NCT number NCT00703677
Other study ID # NPTUNE_PSP_CBD
Secondary ID HHSN265200423611
Status Completed
Phase Phase 1/Phase 2
First received
Last updated
Start date September 2008
Est. completion date January 2010

Study information

Verified date April 2024
Source Westat
Contact n/a
Is FDA regulated No
Health authority
Study type Interventional

Clinical Trial Summary

The goal of this trial is to evaluate the safety and tolerability of lithium in people with progressive supranuclear palsy or corticobasal degeneration.


Description:

Progressive supranuclear palsy (PSP) and corticobasal degeneration (CBD) are progressive, adult-onset neurodegenerative disorders characterized by the accumulation of hyperphosphorylated tau. Symptomatic treatment is of minimal benefit to individuals with PSP or CBD, and there are no effective disease modifying agents. Tau phosphorylation is regulated in part by the enzyme GSK-3β (glycogen synthase kinase-3 beta ). Inhibition of this enzyme may benefit individuals with PSP or CBD by decreasing the levels of phosphorylated tau.
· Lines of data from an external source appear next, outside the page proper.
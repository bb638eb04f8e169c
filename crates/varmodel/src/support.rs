//! Support boxes and the per-master scalar evaluator.

use std::{collections::BTreeMap, fmt};

use crate::{
    error::{Error, Result},
    location::Location,
};

/// The region over which one master's basis function is nonzero.
///
/// Each constrained axis maps to a (lower, peak, upper) triple: the
/// contribution is 1 at the peak and decays linearly to 0 at the lower and
/// upper bounds. An axis absent from the support does not constrain it.
#[derive(Debug, Clone, Default, PartialEq)]
pub struct Support {
    axes: BTreeMap<String, (f64, f64, f64)>,
}

impl Support {
    /// Create an empty support (nonzero everywhere, scalar 1).
    pub fn new() -> Self {
        Self::default()
    }

    /// Create a support from (axis tag, (lower, peak, upper)) entries.
    pub fn from_pairs<S, I>(pairs: I) -> Self
    where
        S: Into<String>,
        I: IntoIterator<Item = (S, (f64, f64, f64))>,
    {
        Support {
            axes: pairs.into_iter().map(|(tag, triple)| (tag.into(), triple)).collect(),
        }
    }

    /// Set the triple for an axis.
    pub fn set(&mut self, tag: &str, triple: (f64, f64, f64)) {
        self.axes.insert(tag.to_string(), triple);
    }

    /// The (lower, peak, upper) triple for an axis, if constrained.
    pub fn get(&self, tag: &str) -> Option<(f64, f64, f64)> {
        self.axes.get(tag).copied()
    }

    /// Number of constrained axes.
    pub fn len(&self) -> usize {
        self.axes.len()
    }

    /// Whether no axis is constrained.
    pub fn is_empty(&self) -> bool {
        self.axes.is_empty()
    }

    /// Iterate over (axis tag, triple) entries in axis-tag order.
    pub fn iter(&self) -> impl Iterator<Item = (&str, (f64, f64, f64))> {
        self.axes.iter().map(|(tag, &triple)| (tag.as_str(), triple))
    }

    /// Compute the scalar contribution of this support at a location.
    ///
    /// Returns a value in [0, 1]. Follows the OpenType convention: an axis
    /// with peak 0 does not participate, a malformed triple (peak outside
    /// [lower, upper], or a box spanning 0 with a nonzero peak) is treated
    /// as non-constraining, and an axis the query does not mention is read
    /// as 0. Arithmetic is exact; there is no epsilon anywhere.
    pub fn scalar_at(&self, location: &Location) -> f64 {
        let mut scalar = 1.0;
        for (tag, &(lower, peak, upper)) in &self.axes {
            if peak == 0.0 {
                continue;
            }
            if lower > peak || peak > upper {
                continue;
            }
            if lower < 0.0 && upper > 0.0 {
                continue;
            }
            let v = location.get(tag);
            if v == peak {
                continue;
            }
            if v <= lower || v >= upper {
                return 0.0;
            }
            if v < peak {
                scalar *= (v - lower) / (peak - lower);
            } else {
                scalar *= (v - upper) / (peak - upper);
            }
        }
        scalar
    }

    /// Compute the scalar with every constrained axis required in the query.
    ///
    /// Unlike [`scalar_at`](Self::scalar_at), a zero peak is an ordinary
    /// tent and a missing query coordinate is an error rather than an
    /// implicit 0.
    pub fn scalar_at_strict(&self, location: &Location) -> Result<f64> {
        let mut scalar = 1.0;
        for (tag, &(lower, peak, upper)) in &self.axes {
            let v = location
                .coordinate(tag)
                .ok_or_else(|| Error::MissingAxisValue(tag.clone()))?;
            if v == peak {
                continue;
            }
            if v <= lower || v >= upper {
                return Ok(0.0);
            }
            if v < peak {
                scalar *= (v - lower) / (peak - lower);
            } else {
                scalar *= (v - upper) / (peak - upper);
            }
        }
        Ok(scalar)
    }
}

impl<S: Into<String>> FromIterator<(S, (f64, f64, f64))> for Support {
    fn from_iter<I: IntoIterator<Item = (S, (f64, f64, f64))>>(iter: I) -> Self {
        Support {
            axes: iter.into_iter().map(|(tag, triple)| (tag.into(), triple)).collect(),
        }
    }
}

impl fmt::Display for Support {
    fn fmt(&self, f: &mut fmt::Formatter<'_>) -> fmt::Result {
        write!(f, "{{")?;
        for (i, (tag, (lower, peak, upper))) in self.axes.iter().enumerate() {
            if i > 0 {
                write!(f, ", ")?;
            }
            write!(f, "{tag}: ({lower}, {peak}, {upper})")?;
        }
        write!(f, "}}")
    }
}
Lithium is known to inhibit GSK-3β and, thus, may be a rational therapeutic approach. The primary objective of this study is to determine the safety and tolerability of lithium in people with PSP or CBD. Additionally, this study will evaluate potential biomarkers and clinical outcome measures as well as assess study drug compliance. In this multicenter, open label study, 45 eligible participants with PSP or CBD will receive the study drug, lithium. The dosage of lithium will be titrated over a 5-week period, and participants will then be followed prospectively for 6 months. Participants will be evaluated at the screening visit, baseline visit, and weeks 2 and 5 during the titration phase. Clinic study visits will then occur on alternate months through week 28. Telephone visits will occur between clinic study visits.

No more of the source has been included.